Example 2 Binding Experiments Known β-amyloid binding protein and β-amyloid peptide binding of VEGF were determined with a surface plasmon resonance spectrometer. Aβ _1-40 , Aβ _1-42 , and Aβ _40-1 (BACHEM, Bubendorf, Switzerland) were immobilized on a CM5 sensor chip with an amine coupling kit. α2-macroglobulin, α1-antichymotrypsin, serum amyloid P component, apolipoprotein E4 and VEGF ₁₆₅ (100 nM) were bound to β-amyloid immobilized at a flow rate of 10 μl / min, and the sensorgram was measured in real time. To determine binding affinity, microtiter wells were coated with 0.5 μM β-amyloid peptide (100 μl) and the excess was bound with binding buffer (0.1% BSA in M199 / 25 mM HEPES / NaOH, pH 7. Binding was analyzed by blocking with 4) and adding 50 pM ¹²⁵ I-VEGF (Amersham Pharmacia Biotech, Buckinghamshire, England) alone or in the presence of unlabeled VEGF in various concentrations.
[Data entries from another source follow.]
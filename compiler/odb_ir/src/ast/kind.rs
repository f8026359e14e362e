//! The closed set of node kinds and their owned-children shapes.

use smallvec::SmallVec;

use super::{
    ArrayDecl, ArrayRef, ArrayUndim, Assignment, BinaryOp, Case, CommandCall, CondLoop,
    Conditional, DefaultCase, ForLoop, FuncCall, FuncCallOrArrayRef, FuncDecl, FuncExit,
    ImplicitCast, LiteralValue, Select, UdtDecl, UdtField, UnaryOp, VarDecl, VarRef,
};
use crate::{Identifier, Name, NodeId, VariableId};

/// Every node kind of the tree.
///
/// `children` and `child_slots_mut` are the single source of truth for which
/// fields are owned; both list them in declaration order.
#[derive(Clone, PartialEq, Debug)]
pub enum NodeKind {
    // Containers
    /// Root. Owns the main `Block`; functions and UDTs are statements in it.
    Program(NodeId),
    Block(Vec<NodeId>),
    ArgList(Vec<NodeId>),
    ExprList(Vec<NodeId>),
    InitializerList(Vec<NodeId>),
    FuncArgList(Vec<NodeId>),
    UdtDeclBody(Vec<NodeId>),
    CaseList(Vec<NodeId>),

    // References
    Identifier(Identifier),
    /// A declared variable, replacing the `Identifier` of a `VarDecl`.
    Variable(VariableId),
    Literal(LiteralValue),
    VarRef(VarRef),
    ArrayRef(ArrayRef),
    UdtField(UdtField),

    // Calls
    FuncCallExprOrArrayRef(FuncCallOrArrayRef),
    FuncCallExpr(FuncCall),
    FuncCallStmnt(FuncCall),
    CommandExpr(CommandCall),
    CommandStmnt(CommandCall),

    // Operators
    BinaryOp(BinaryOp),
    UnaryOp(UnaryOp),
    ImplicitCast(ImplicitCast),

    // Declarations
    VarDecl(VarDecl),
    ArrayDecl(ArrayDecl),
    ArrayUndim(ArrayUndim),
    FuncDecl(FuncDecl),
    FuncExit(FuncExit),
    UdtDecl(UdtDecl),

    // Assignments
    VarAssignment(Assignment),
    ArrayAssignment(Assignment),
    UdtFieldAssignment(Assignment),

    // Control flow
    Conditional(Conditional),
    Select(Select),
    Case(Case),
    DefaultCase(DefaultCase),
    ForLoop(ForLoop),
    WhileLoop(CondLoop),
    UntilLoop(CondLoop),
    /// `DO ... LOOP`; owns its body.
    InfiniteLoop(NodeId),
    Exit,
    Label(Name),
    UnresolvedGoto(Name),
    UnresolvedSubCall(Name),
    /// Resolved jump to a `Label` node. The label is not owned.
    Goto(NodeId),
    /// Resolved `GOSUB` to a `Label` node. The label is not owned.
    SubCall(NodeId),
    SubReturn,
}

/// View over a node's owned children.
///
/// List kinds lend their storage directly; fixed-shape kinds collect into
/// an inline buffer.
#[derive(Clone, Debug)]
pub enum Children<'a> {
    Inline(SmallVec<[NodeId; 4]>),
    Borrowed(&'a [NodeId]),
}

impl std::ops::Deref for Children<'_> {
    type Target = [NodeId];

    fn deref(&self) -> &[NodeId] {
        match self {
            Children::Inline(ids) => ids,
            Children::Borrowed(ids) => ids,
        }
    }
}

fn push_opt(out: &mut SmallVec<[NodeId; 4]>, id: Option<NodeId>) {
    if let Some(id) = id {
        out.push(id);
    }
}

fn push_opt_mut<'a>(out: &mut SmallVec<[&'a mut NodeId; 4]>, id: &'a mut Option<NodeId>) {
    if let Some(id) = id {
        out.push(id);
    }
}

impl NodeKind {
    /// Kind name used in dumps and diagnostics.
    pub const fn name(&self) -> &'static str {
        match self {
            NodeKind::Program(_) => "Program",
            NodeKind::Block(_) => "Block",
            NodeKind::ArgList(_) => "ArgList",
            NodeKind::ExprList(_) => "ExprList",
            NodeKind::InitializerList(_) => "InitializerList",
            NodeKind::FuncArgList(_) => "FuncArgList",
            NodeKind::UdtDeclBody(_) => "UdtDeclBody",
            NodeKind::CaseList(_) => "CaseList",
            NodeKind::Identifier(_) => "Identifier",
            NodeKind::Variable(_) => "Variable",
            NodeKind::Literal(_) => "Literal",
            NodeKind::VarRef(_) => "VarRef",
            NodeKind::ArrayRef(_) => "ArrayRef",
            NodeKind::UdtField(_) => "UdtField",
            NodeKind::FuncCallExprOrArrayRef(_) => "FuncCallExprOrArrayRef",
            NodeKind::FuncCallExpr(_) => "FuncCallExpr",
            NodeKind::FuncCallStmnt(_) => "FuncCallStmnt",
            NodeKind::CommandExpr(_) => "CommandExpr",
            NodeKind::CommandStmnt(_) => "CommandStmnt",
            NodeKind::BinaryOp(_) => "BinaryOp",
            NodeKind::UnaryOp(_) => "UnaryOp",
            NodeKind::ImplicitCast(_) => "ImplicitCast",
            NodeKind::VarDecl(_) => "VarDecl",
            NodeKind::ArrayDecl(_) => "ArrayDecl",
            NodeKind::ArrayUndim(_) => "ArrayUndim",
            NodeKind::FuncDecl(_) => "FuncDecl",
            NodeKind::FuncExit(_) => "FuncExit",
            NodeKind::UdtDecl(_) => "UdtDecl",
            NodeKind::VarAssignment(_) => "VarAssignment",
            NodeKind::ArrayAssignment(_) => "ArrayAssignment",
            NodeKind::UdtFieldAssignment(_) => "UdtFieldAssignment",
            NodeKind::Conditional(_) => "Conditional",
            NodeKind::Select(_) => "Select",
            NodeKind::Case(_) => "Case",
            NodeKind::DefaultCase(_) => "DefaultCase",
            NodeKind::ForLoop(_) => "ForLoop",
            NodeKind::WhileLoop(_) => "WhileLoop",
            NodeKind::UntilLoop(_) => "UntilLoop",
            NodeKind::InfiniteLoop(_) => "InfiniteLoop",
            NodeKind::Exit => "Exit",
            NodeKind::Label(_) => "Label",
            NodeKind::UnresolvedGoto(_) => "UnresolvedGoto",
            NodeKind::UnresolvedSubCall(_) => "UnresolvedSubCall",
            NodeKind::Goto(_) => "Goto",
            NodeKind::SubCall(_) => "SubCall",
            NodeKind::SubReturn => "SubReturn",
        }
    }

    /// Owned children in declaration order.
    pub fn children(&self) -> Children<'_> {
        let mut out: SmallVec<[NodeId; 4]> = SmallVec::new();
        match self {
            NodeKind::Block(ids)
            | NodeKind::ArgList(ids)
            | NodeKind::ExprList(ids)
            | NodeKind::InitializerList(ids)
            | NodeKind::FuncArgList(ids)
            | NodeKind::UdtDeclBody(ids)
            | NodeKind::CaseList(ids) => return Children::Borrowed(ids),

            NodeKind::Identifier(_)
            | NodeKind::Variable(_)
            | NodeKind::Literal(_)
            | NodeKind::Exit
            | NodeKind::Label(_)
            | NodeKind::UnresolvedGoto(_)
            | NodeKind::UnresolvedSubCall(_)
            | NodeKind::Goto(_)
            | NodeKind::SubCall(_)
            | NodeKind::SubReturn => {}

            NodeKind::Program(body) | NodeKind::InfiniteLoop(body) => out.push(*body),
            NodeKind::VarRef(n) => out.push(n.identifier),
            NodeKind::ArrayRef(n) => {
                out.push(n.identifier);
                push_opt(&mut out, n.dims);
            }
            NodeKind::UdtField(n) => out.extend([n.udt_expr, n.field]),
            NodeKind::FuncCallExprOrArrayRef(n) => {
                out.push(n.identifier);
                push_opt(&mut out, n.args);
            }
            NodeKind::FuncCallExpr(n) | NodeKind::FuncCallStmnt(n) => {
                out.push(n.identifier);
                push_opt(&mut out, n.args);
            }
            NodeKind::CommandExpr(n) | NodeKind::CommandStmnt(n) => push_opt(&mut out, n.args),
            NodeKind::BinaryOp(n) => out.extend([n.lhs, n.rhs]),
            NodeKind::UnaryOp(n) => out.push(n.expr),
            NodeKind::ImplicitCast(n) => out.push(n.expr),
            NodeKind::VarDecl(n) => {
                out.push(n.identifier);
                push_opt(&mut out, n.initializer);
            }
            NodeKind::ArrayDecl(n) => {
                out.push(n.identifier);
                push_opt(&mut out, n.dims);
            }
            NodeKind::ArrayUndim(n) => out.extend([n.identifier, n.dims]),
            NodeKind::FuncDecl(n) => {
                out.push(n.identifier);
                push_opt(&mut out, n.args);
                out.push(n.body);
                push_opt(&mut out, n.return_value);
            }
            NodeKind::FuncExit(n) => push_opt(&mut out, n.return_value),
            NodeKind::UdtDecl(n) => out.extend([n.name, n.body]),
            NodeKind::VarAssignment(n)
            | NodeKind::ArrayAssignment(n)
            | NodeKind::UdtFieldAssignment(n) => out.extend([n.target, n.expr]),
            NodeKind::Conditional(n) => {
                out.extend([n.condition, n.true_branch]);
                push_opt(&mut out, n.false_branch);
            }
            NodeKind::Select(n) => out.extend([n.expr, n.cases]),
            NodeKind::Case(n) => out.extend([n.values, n.body]),
            NodeKind::DefaultCase(n) => out.push(n.body),
            NodeKind::ForLoop(n) => {
                out.extend([n.counter, n.end]);
                push_opt(&mut out, n.step);
                out.push(n.body);
            }
            NodeKind::WhileLoop(n) | NodeKind::UntilLoop(n) => out.extend([n.condition, n.body]),
        }
        Children::Inline(out)
    }

    /// Mutable access to every owned child slot, in the order of
    /// [`NodeKind::children`].
    pub(crate) fn child_slots_mut(&mut self) -> SmallVec<[&mut NodeId; 4]> {
        let mut out = SmallVec::new();
        match self {
            NodeKind::Block(ids)
            | NodeKind::ArgList(ids)
            | NodeKind::ExprList(ids)
            | NodeKind::InitializerList(ids)
            | NodeKind::FuncArgList(ids)
            | NodeKind::UdtDeclBody(ids)
            | NodeKind::CaseList(ids) => out.extend(ids.iter_mut()),

            NodeKind::Identifier(_)
            | NodeKind::Variable(_)
            | NodeKind::Literal(_)
            | NodeKind::Exit
            | NodeKind::Label(_)
            | NodeKind::UnresolvedGoto(_)
            | NodeKind::UnresolvedSubCall(_)
            | NodeKind::Goto(_)
            | NodeKind::SubCall(_)
            | NodeKind::SubReturn => {}

            NodeKind::Program(body) | NodeKind::InfiniteLoop(body) => out.push(body),
            NodeKind::VarRef(n) => out.push(&mut n.identifier),
            NodeKind::ArrayRef(n) => {
                out.push(&mut n.identifier);
                push_opt_mut(&mut out, &mut n.dims);
            }
            NodeKind::UdtField(n) => {
                out.push(&mut n.udt_expr);
                out.push(&mut n.field);
            }
            NodeKind::FuncCallExprOrArrayRef(n) => {
                out.push(&mut n.identifier);
                push_opt_mut(&mut out, &mut n.args);
            }
            NodeKind::FuncCallExpr(n) | NodeKind::FuncCallStmnt(n) => {
                out.push(&mut n.identifier);
                push_opt_mut(&mut out, &mut n.args);
            }
            NodeKind::CommandExpr(n) | NodeKind::CommandStmnt(n) => {
                push_opt_mut(&mut out, &mut n.args);
            }
            NodeKind::BinaryOp(n) => {
                out.push(&mut n.lhs);
                out.push(&mut n.rhs);
            }
            NodeKind::UnaryOp(n) => out.push(&mut n.expr),
            NodeKind::ImplicitCast(n) => out.push(&mut n.expr),
            NodeKind::VarDecl(n) => {
                out.push(&mut n.identifier);
                push_opt_mut(&mut out, &mut n.initializer);
            }
            NodeKind::ArrayDecl(n) => {
                out.push(&mut n.identifier);
                push_opt_mut(&mut out, &mut n.dims);
            }
            NodeKind::ArrayUndim(n) => {
                out.push(&mut n.identifier);
                out.push(&mut n.dims);
            }
            NodeKind::FuncDecl(n) => {
                out.push(&mut n.identifier);
                push_opt_mut(&mut out, &mut n.args);
                out.push(&mut n.body);
                push_opt_mut(&mut out, &mut n.return_value);
            }
            NodeKind::FuncExit(n) => push_opt_mut(&mut out, &mut n.return_value),
            NodeKind::UdtDecl(n) => {
                out.push(&mut n.name);
                out.push(&mut n.body);
            }
            NodeKind::VarAssignment(n)
            | NodeKind::ArrayAssignment(n)
            | NodeKind::UdtFieldAssignment(n) => {
                out.push(&mut n.target);
                out.push(&mut n.expr);
            }
            NodeKind::Conditional(n) => {
                out.push(&mut n.condition);
                out.push(&mut n.true_branch);
                push_opt_mut(&mut out, &mut n.false_branch);
            }
            NodeKind::Select(n) => {
                out.push(&mut n.expr);
                out.push(&mut n.cases);
            }
            NodeKind::Case(n) => {
                out.push(&mut n.values);
                out.push(&mut n.body);
            }
            NodeKind::DefaultCase(n) => out.push(&mut n.body),
            NodeKind::ForLoop(n) => {
                out.push(&mut n.counter);
                out.push(&mut n.end);
                push_opt_mut(&mut out, &mut n.step);
                out.push(&mut n.body);
            }
            NodeKind::WhileLoop(n) | NodeKind::UntilLoop(n) => {
                out.push(&mut n.condition);
                out.push(&mut n.body);
            }
        }
        out
    }

    /// Whether this kind is a pure container of a child list.
    pub const fn is_list(&self) -> bool {
        matches!(
            self,
            NodeKind::Block(_)
                | NodeKind::ArgList(_)
                | NodeKind::ExprList(_)
                | NodeKind::InitializerList(_)
                | NodeKind::FuncArgList(_)
                | NodeKind::UdtDeclBody(_)
                | NodeKind::CaseList(_)
        )
    }
}
use pretty_assertions::assert_eq;

use super::*;

fn span(line: u32, first: u32, last: u32) -> SourceSpan {
    SourceSpan::on_line(line, first, last)
}

#[test]
fn test_diagnostic_builder() {
    let diag = Diagnostic::error(ErrorCode::E2002)
        .with_message("variable 'x' already declared")
        .with_label(span(4, 5, 5), "redeclared here")
        .with_secondary_label(span(1, 5, 5), "See last declaration")
        .with_note("some context")
        .with_suggestion("rename one of them");

    assert_eq!(diag.code, ErrorCode::E2002);
    assert!(diag.is_error());
    assert!(!diag.is_warning());
    assert_eq!(diag.labels.len(), 2);
    assert!(diag.labels[0].is_primary);
    assert!(!diag.labels[1].is_primary);
    assert_eq!(diag.notes.len(), 1);
    assert_eq!(diag.suggestions.len(), 1);
}

#[test]
fn test_primary_span_skips_secondary_labels() {
    let diag = Diagnostic::warning(ErrorCode::W2001)
        .with_secondary_label(span(1, 1, 3), "context")
        .with_label(span(2, 4, 9), "here");
    assert!(diag.is_warning());
    assert_eq!(diag.primary_span(), Some(span(2, 4, 9)));

    let bare = Diagnostic::error(ErrorCode::E9001);
    assert_eq!(bare.primary_span(), None);
}

#[test]
fn test_display_lists_labels_and_notes() {
    let diag = Diagnostic::error(ErrorCode::E3003)
        .with_message("multiple default cases")
        .with_label(span(3, 1, 6), "in this select")
        .with_secondary_label(span(5, 3, 9), "first default case")
        .with_note("1 more default case was omitted");

    assert_eq!(
        diag.to_string(),
        "error [E3003]: multiple default cases\n  \
         --> 3:1: in this select\n      \
         5:3: first default case\n  \
         = note: 1 more default case was omitted"
    );
}

#[test]
fn test_too_many_errors() {
    let diag = too_many_errors(10, span(40, 1, 2));
    assert_eq!(diag.code, ErrorCode::E9002);
    assert!(diag.message.contains("10"));
    assert_eq!(diag.primary_span(), Some(span(40, 1, 2)));
}
//! Command index for the ODB front-end.
//!
//! Commands are the builtin library operations of the dialect (`print`,
//! `sin`, `make object cube`, ...). A single command name may carry several
//! type-overloaded signatures. The semantic pass never loads commands itself;
//! it queries a [`CommandIndex`] collaborator for the ordered list of
//! overloads registered under a name and performs overload resolution on
//! them.
//!
//! [`CommandDb`] is the in-memory implementation used by the driver once the
//! plugin loader has produced its command list, and by tests.

mod command;
mod command_type;
mod index;

pub use command::{Command, CommandParam};
pub use command_type::{CommandType, CommandTypeError};
pub use index::{CommandConflict, CommandDb, CommandIndex};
Example 3-Co-aggregation experiment β-amyloid _1-40 aggregation was confirmed by a partially revised method of a known method (Chang et al., Brain Res Brain Res Protoc 2000; 6 (1-2): 6-12) did. After β-amyloid _1-40 (100 μM) was incubated with 50 mM MES for 2 days with FITC-conjugated β-amyloid _1-40 (1 μM), the mixture was centrifuged and fluorescence in the pellet was measured. For co-aggregation of VEGF with β-amyloid, 100 μM β-amyloid _1-40 or β-amyloid _40-1 was mixed with ¹²⁵ I-VEGF ₁₆₅ (1 nM) and incubated at 37 ° C. for 2 days. The mixture was centrifuged and the radioactivity in the pellet was determined with a gamma-counter. To investigate the effect of VEGF on the aggregation rate of β-amyloid, β-amyloid _1-40 (50 mM of Ab _1-40 and 1 mM of FITC-Ab _1-40 ) alone or β-amyloid _1-40 and 1 μM The VEGF mixture was incubated at 37 ° C. and, after centrifugation, the aggregation range was determined by measuring the fluorescence in the pellet. For binding of VEGF to _{preaggregated} β-amyloid _1-40 , 50 μM fresh β-amyloid or 2 days pre-cultured β-amyloid was mixed with ¹²⁵ I-VEGF (1 nM) and immediately centrifuged. Radioactivity in the pellet was determined.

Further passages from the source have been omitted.